//! Payload definitions carried in the `d` field of an envelope

use nano_core::{Intents, User};
use serde::{Deserialize, Serialize};

/// Payload for op 10 (Hello)
#[derive(Debug, Clone, Copy, PartialEq, Eq, Serialize, Deserialize)]
pub struct HelloPayload {
    /// Heartbeat interval in milliseconds
    pub heartbeat_interval: u64,
}

impl HelloPayload {
    /// Interval the platform announces by default (45 seconds)
    pub const DEFAULT_HEARTBEAT_INTERVAL: u64 = 45_000;

    #[must_use]
    pub fn with_interval(heartbeat_interval: u64) -> Self {
        Self { heartbeat_interval }
    }
}

impl Default for HelloPayload {
    fn default() -> Self {
        Self::with_interval(Self::DEFAULT_HEARTBEAT_INTERVAL)
    }
}

/// Payload for op 2 (Identify)
#[derive(Debug, Clone, PartialEq, Eq, Serialize, Deserialize)]
pub struct IdentifyPayload {
    /// Authorization string, `Bot {app_id}.{token}`
    pub token: String,
    pub intents: Intents,
    /// `[shard_index, shard_count]`
    pub shard: [u32; 2],
    #[serde(default)]
    pub properties: IdentifyProperties,
}

/// Client properties announced at identify time
#[derive(Debug, Clone, PartialEq, Eq, Serialize, Deserialize)]
pub struct IdentifyProperties {
    #[serde(rename = "$os")]
    pub os: String,
    #[serde(rename = "$browser")]
    pub browser: String,
    #[serde(rename = "$device")]
    pub device: String,
}

impl IdentifyProperties {
    /// Properties describing this client build
    #[must_use]
    pub fn new() -> Self {
        Self {
            os: std::env::consts::OS.to_string(),
            browser: concat!("nano-gateway/", env!("CARGO_PKG_VERSION")).to_string(),
            device: String::new(),
        }
    }

    /// Set browser
    #[must_use]
    pub fn with_browser(mut self, browser: impl Into<String>) -> Self {
        self.browser = browser.into();
        self
    }

    /// Set device type
    #[must_use]
    pub fn with_device(mut self, device: impl Into<String>) -> Self {
        self.device = device.into();
        self
    }
}

impl Default for IdentifyProperties {
    fn default() -> Self {
        Self::new()
    }
}

/// Payload for op 6 (Resume)
#[derive(Debug, Clone, PartialEq, Eq, Serialize, Deserialize)]
pub struct ResumePayload {
    pub token: String,
    pub session_id: String,
    /// Last sequence number seen before the socket dropped
    pub seq: u64,
}

/// Payload of the READY dispatch that completes an identify
#[derive(Debug, Clone, Default, PartialEq, Eq, Serialize, Deserialize)]
#[serde(default)]
pub struct ReadyPayload {
    pub version: u32,
    pub session_id: String,
    /// The bot's own account
    pub user: User,
    pub shard: [u32; 2],
}

#[cfg(test)]
mod tests {
    use super::*;
    use serde_json::json;

    #[test]
    fn test_hello_payload() {
        assert_eq!(HelloPayload::default().heartbeat_interval, 45_000);
        let hello: HelloPayload = serde_json::from_value(json!({"heartbeat_interval": 41250})).unwrap();
        assert_eq!(hello, HelloPayload::with_interval(41_250));
    }

    #[test]
    fn test_identify_payload_serialization() {
        let payload = IdentifyPayload {
            token: "Bot 1.abc".to_string(),
            intents: Intents::GUILDS | Intents::DIRECT_MESSAGE,
            shard: [0, 1],
            properties: IdentifyProperties::new().with_browser("test").with_device("vm"),
        };

        let value = serde_json::to_value(&payload).unwrap();
        assert_eq!(value["token"], "Bot 1.abc");
        assert_eq!(value["intents"], (1 << 0) | (1 << 12));
        assert_eq!(value["shard"], json!([0, 1]));
        assert_eq!(value["properties"]["$browser"], "test");
        assert_eq!(value["properties"]["$device"], "vm");
        assert!(value["properties"]["$os"].is_string());
    }

    #[test]
    fn test_resume_payload_serialization() {
        let payload = ResumePayload {
            token: "Bot 1.abc".to_string(),
            session_id: "session456".to_string(),
            seq: 42,
        };

        let value = serde_json::to_value(&payload).unwrap();
        assert_eq!(value, json!({"token": "Bot 1.abc", "session_id": "session456", "seq": 42}));
    }

    #[test]
    fn test_ready_payload() {
        let ready: ReadyPayload = serde_json::from_value(json!({
            "version": 1,
            "session_id": "s-1",
            "user": {"id": "99", "username": "nano", "bot": true},
            "shard": [0, 1]
        }))
        .unwrap();

        assert_eq!(ready.session_id, "s-1");
        assert_eq!(ready.user.username, "nano");
        assert!(ready.user.is_bot());
        assert_eq!(ready.shard, [0, 1]);
    }
}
════════
▶ [Task instructions]
Repeat all of the data exactly.

▶ [Result]
//! Payload definitions carried in the `d` field of an envelope

use nano_core::{Intents, User};
use serde::{Deserialize, Serialize};

/// Payload for op 10 (Hello)
#[derive(Debug, Clone, Copy, PartialEq, Eq, Serialize, Deserialize)]
pub struct HelloPayload {
    /// Heartbeat interval in milliseconds
    pub heartbeat_interval: u64,
}

impl HelloPayload {
    /// Interval the platform announces by default (45 seconds)
    pub const DEFAULT_HEARTBEAT_INTERVAL: u64 = 45_000;

    #[must_use]
    pub fn with_interval(heartbeat_interval: u64) -> Self {
        Self { heartbeat_interval }
    }
}

impl Default for HelloPayload {
    fn default() -> Self {
        Self::with_interval(Self::DEFAULT_HEARTBEAT_INTERVAL)
    }
}

/// Payload for op 2 (Identify)
#[derive(Debug, Clone, PartialEq, Eq, Serialize, Deserialize)]
pub struct IdentifyPayload {
    /// Authorization string, `Bot {app_id}.{token}`
    pub token: String,
    pub intents: Intents,
    /// `[shard_index, shard_count]`
    pub shard: [u32; 2],
    #[serde(default)]
    pub properties: IdentifyProperties,
}

/// Client properties announced at identify time
#[derive(Debug, Clone, PartialEq, Eq, Serialize, Deserialize)]
pub struct IdentifyProperties {
    #[serde(rename = "$os")]
    pub os: String,
    #[serde(rename = "$browser")]
    pub browser: String,
    #[serde(rename = "$device")]
    pub device: String,
}

impl IdentifyProperties {
    /// Properties describing this client build
    #[must_use]
    pub fn new() -> Self {
        Self {
            os: std::env::consts::OS.to_string(),
            browser: concat!("nano-gateway/", env!("CARGO_PKG_VERSION")).to_string(),
            device: String::new(),
        }
    }

    /// Set browser
    #[must_use]
    pub fn with_browser(mut self, browser: impl Into<String>) -> Self {
        self.browser = browser.into();
        self
    }

    /// Set device type
    #[must_use]
    pub fn with_device(mut self, device: impl Into<String>) -> Self {
        self.device = device.into();
        self
    }
}

impl Default for IdentifyProperties {
    fn default() -> Self {
        Self::new()
    }
}

/// Payload for op 6 (Resume)
#[derive(Debug, Clone, PartialEq, Eq, Serialize, Deserialize)]
pub struct ResumePayload {
    pub token: String,
    pub session_id: String,
    /// Last sequence number seen before the socket dropped
    pub seq: u64,
}

/// Payload of the READY dispatch that completes an identify
#[derive(Debug, Clone, Default, PartialEq, Eq, Serialize, Deserialize)]
#[serde(default)]
pub struct ReadyPayload {
    pub version: u32,
    pub session_id: String,
    /// The bot's own account
    pub user: User,
    pub shard: [u32; 2],
}

#[cfg(test)]
mod tests {
    use super::*;
    use serde_json::json;

    #[test]
    fn test_hello_payload() {
        assert_eq!(HelloPayload::default().heartbeat_interval, 45_000);
        let hello: HelloPayload = serde_json::from_value(json!({"heartbeat_interval": 41250})).unwrap();
        assert_eq!(hello, HelloPayload::with_interval(41_250));
    }

    #[test]
    fn test_identify_payload_serialization() {
        let payload = IdentifyPayload {
            token: "Bot 1.abc".to_string(),
            intents: Intents::GUILDS | Intents::DIRECT_MESSAGE,
            shard: [0, 1],
            properties: IdentifyProperties::new().with_browser("test").with_device("vm"),
        };

        let value = serde_json::to_value(&payload).unwrap();
        assert_eq!(value["token"], "Bot 1.abc");
        assert_eq!(value["intents"], (1 << 0) | (1 << 12));
        assert_eq!(value["shard"], json!([0, 1]));
        assert_eq!(value["properties"]["$browser"], "test");
        assert_eq!(value["properties"]["$device"], "vm");
        assert!(value["properties"]["$os"].is_string());
    }

    #[test]
    fn test_resume_payload_serialization() {
        let payload = ResumePayload {
            token: "Bot 1.abc".to_string(),
            session_id: "session456".to_string(),
            seq: 42,
        };

        let value = serde_json::to_value(&payload).unwrap();
        assert_eq!(value, json!({"token": "Bot 1.abc", "session_id": "session456", "seq": 42}));
    }

    #[test]
    fn test_ready_payload() {
        let ready: ReadyPayload = serde_json::from_value(json!({
            "version": 1,
            "session_id": "s-1",
            "user": {"id": "99", "username": "nano", "bot": true},
            "shard": [0, 1]
        }))
        .unwrap();

        assert_eq!(ready.session_id, "s-1");
        assert_eq!(ready.user.username, "nano");
        assert!(ready.user.is_bot());
        assert_eq!(ready.shard, [0, 1]);
    }
}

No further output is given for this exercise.